WORK ORDER: Starting at the line that holds "pub mod notification;" and stopping at the line that holds "pub use session::*;", restate the records below word for word, with both of those lines included.

STUDY MATERIAL:
>>>

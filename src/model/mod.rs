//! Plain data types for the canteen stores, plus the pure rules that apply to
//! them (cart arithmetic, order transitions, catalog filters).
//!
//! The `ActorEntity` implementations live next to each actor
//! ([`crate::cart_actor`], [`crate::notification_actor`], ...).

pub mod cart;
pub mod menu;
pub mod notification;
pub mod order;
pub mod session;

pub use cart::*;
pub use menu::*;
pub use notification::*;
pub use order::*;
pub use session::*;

<<<
>>>

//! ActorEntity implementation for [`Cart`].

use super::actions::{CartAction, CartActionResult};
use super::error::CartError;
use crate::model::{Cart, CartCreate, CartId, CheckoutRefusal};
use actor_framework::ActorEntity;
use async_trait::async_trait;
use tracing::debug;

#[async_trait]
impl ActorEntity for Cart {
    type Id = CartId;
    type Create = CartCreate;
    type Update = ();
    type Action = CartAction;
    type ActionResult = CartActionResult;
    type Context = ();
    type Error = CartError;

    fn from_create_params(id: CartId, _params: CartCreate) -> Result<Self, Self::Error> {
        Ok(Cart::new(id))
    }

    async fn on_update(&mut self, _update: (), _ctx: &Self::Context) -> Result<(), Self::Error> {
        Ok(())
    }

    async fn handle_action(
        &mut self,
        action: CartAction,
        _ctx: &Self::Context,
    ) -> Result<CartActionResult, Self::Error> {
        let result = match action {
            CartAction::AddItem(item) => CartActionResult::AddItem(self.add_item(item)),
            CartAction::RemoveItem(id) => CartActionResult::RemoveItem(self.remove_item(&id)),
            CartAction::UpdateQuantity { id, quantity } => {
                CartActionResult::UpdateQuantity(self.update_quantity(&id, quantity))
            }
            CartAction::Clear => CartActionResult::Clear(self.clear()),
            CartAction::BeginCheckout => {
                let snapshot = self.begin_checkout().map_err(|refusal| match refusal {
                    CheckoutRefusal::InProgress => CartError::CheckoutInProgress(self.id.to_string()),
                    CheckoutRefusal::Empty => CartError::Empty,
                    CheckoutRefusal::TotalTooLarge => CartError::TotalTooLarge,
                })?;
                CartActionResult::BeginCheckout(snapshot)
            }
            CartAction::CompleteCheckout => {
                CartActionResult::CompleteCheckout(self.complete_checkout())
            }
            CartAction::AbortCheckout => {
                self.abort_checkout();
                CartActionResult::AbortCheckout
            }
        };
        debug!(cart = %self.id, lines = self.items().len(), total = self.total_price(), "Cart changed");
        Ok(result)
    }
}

<<<

EXERCISE RESPONSE:
pub mod notification;
pub mod order;
pub mod session;

pub use cart::*;
pub use menu::*;
pub use notification::*;
pub use order::*;
pub use session::*;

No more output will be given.